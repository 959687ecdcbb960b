//! Request and response types for the Anthropic Messages API.

use serde::{Deserialize, Serialize};

/// A message in a conversation with Claude.
#[derive(Debug, Clone, Serialize, Deserialize)]
pub struct Message {
    /// The role of the message sender ("user" or "assistant").
    pub role: String,
    /// Plain text content.
    pub content: String,
}

impl Message {
    /// A user turn.
    #[must_use]
    pub fn user(content: impl Into<String>) -> Self {
        Self {
            role: "user".to_string(),
            content: content.into(),
        }
    }
}

/// A content block within a response.
#[derive(Debug, Clone, PartialEq, Eq, Deserialize)]
#[serde(tag = "type", rename_all = "snake_case")]
pub enum ContentBlock {
    /// Text content.
    Text {
        /// The text content.
        text: String,
    },
    /// Any block type this client does not use (tool use, thinking).
    #[serde(other)]
    Other,
}

/// Request body for the Claude Messages API.
#[derive(Debug, Clone, Serialize)]
pub struct ChatRequest {
    /// Model to use (e.g., "claude-sonnet-4-20250514").
    pub model: String,
    /// Maximum tokens to generate.
    pub max_tokens: u32,
    /// Conversation messages.
    pub messages: Vec<Message>,
    /// System prompt.
    #[serde(skip_serializing_if = "Option::is_none")]
    pub system: Option<String>,
}

/// Response from the Claude Messages API.
#[derive(Debug, Clone, Deserialize)]
pub struct ChatResponse {
    /// Unique response ID.
    pub id: String,
    /// Model that generated the response.
    pub model: String,
    /// Reason the response stopped.
    pub stop_reason: Option<StopReason>,
    /// Response content blocks.
    pub content: Vec<ContentBlock>,
    /// Token usage information.
    pub usage: Usage,
}

impl ChatResponse {
    /// All text blocks joined in order.
    #[must_use]
    pub fn text(&self) -> String {
        self.content
            .iter()
            .filter_map(|block| match block {
                ContentBlock::Text { text } => Some(text.as_str()),
                ContentBlock::Other => None,
            })
            .collect::<Vec<_>>()
            .join("")
    }
}

/// Reason the model stopped generating.
#[derive(Debug, Clone, Copy, PartialEq, Eq, Deserialize)]
#[serde(rename_all = "snake_case")]
pub enum StopReason {
    /// Natural end of response.
    EndTurn,
    /// Max tokens reached.
    MaxTokens,
    /// Stop sequence encountered.
    StopSequence,
    /// Tool use requested.
    ToolUse,
    /// Newer stop reasons.
    #[serde(other)]
    Other,
}

/// Token usage information.
#[derive(Debug, Clone, Copy, Deserialize)]
pub struct Usage {
    /// Number of input tokens.
    pub input_tokens: u32,
    /// Number of output tokens.
    pub output_tokens: u32,
}

#[cfg(test)]
#[allow(clippy::unwrap_used)]
mod tests {
    use super::*;

    #[test]
    fn test_response_text_skips_other_blocks() {
        let json = r#"{
            "id": "msg_01",
            "model": "claude-sonnet-4-20250514",
            "stop_reason": "end_turn",
            "content": [
                {"type": "thinking", "thinking": "..."},
                {"type": "text", "text": "Hello, "},
                {"type": "text", "text": "world"}
            ],
            "usage": {"input_tokens": 12, "output_tokens": 4}
        }"#;
        let response: ChatResponse = serde_json::from_str(json).unwrap();
        assert_eq!(response.text(), "Hello, world");
        assert_eq!(response.stop_reason, Some(StopReason::EndTurn));
    }

    #[test]
    fn test_request_omits_missing_system() {
        let request = ChatRequest {
            model: "m".to_string(),
            max_tokens: 10,
            messages: vec![Message::user("hi")],
            system: None,
        };
        let json = serde_json::to_value(&request).unwrap();
        assert!(json.get("system").is_none());
        assert_eq!(json["messages"][0]["role"], "user");
    }
}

#### [TASK PROMPT]
From the listing, copy each line containing the word "Debug".

#### [PROBLEM SOLUTION]
#[derive(Debug, Clone, Serialize, Deserialize)]
#[derive(Debug, Clone, PartialEq, Eq, Deserialize)]
#[derive(Debug, Clone, Serialize)]
#[derive(Debug, Clone, Deserialize)]
#[derive(Debug, Clone, Copy, PartialEq, Eq, Deserialize)]
#[derive(Debug, Clone, Copy, Deserialize)]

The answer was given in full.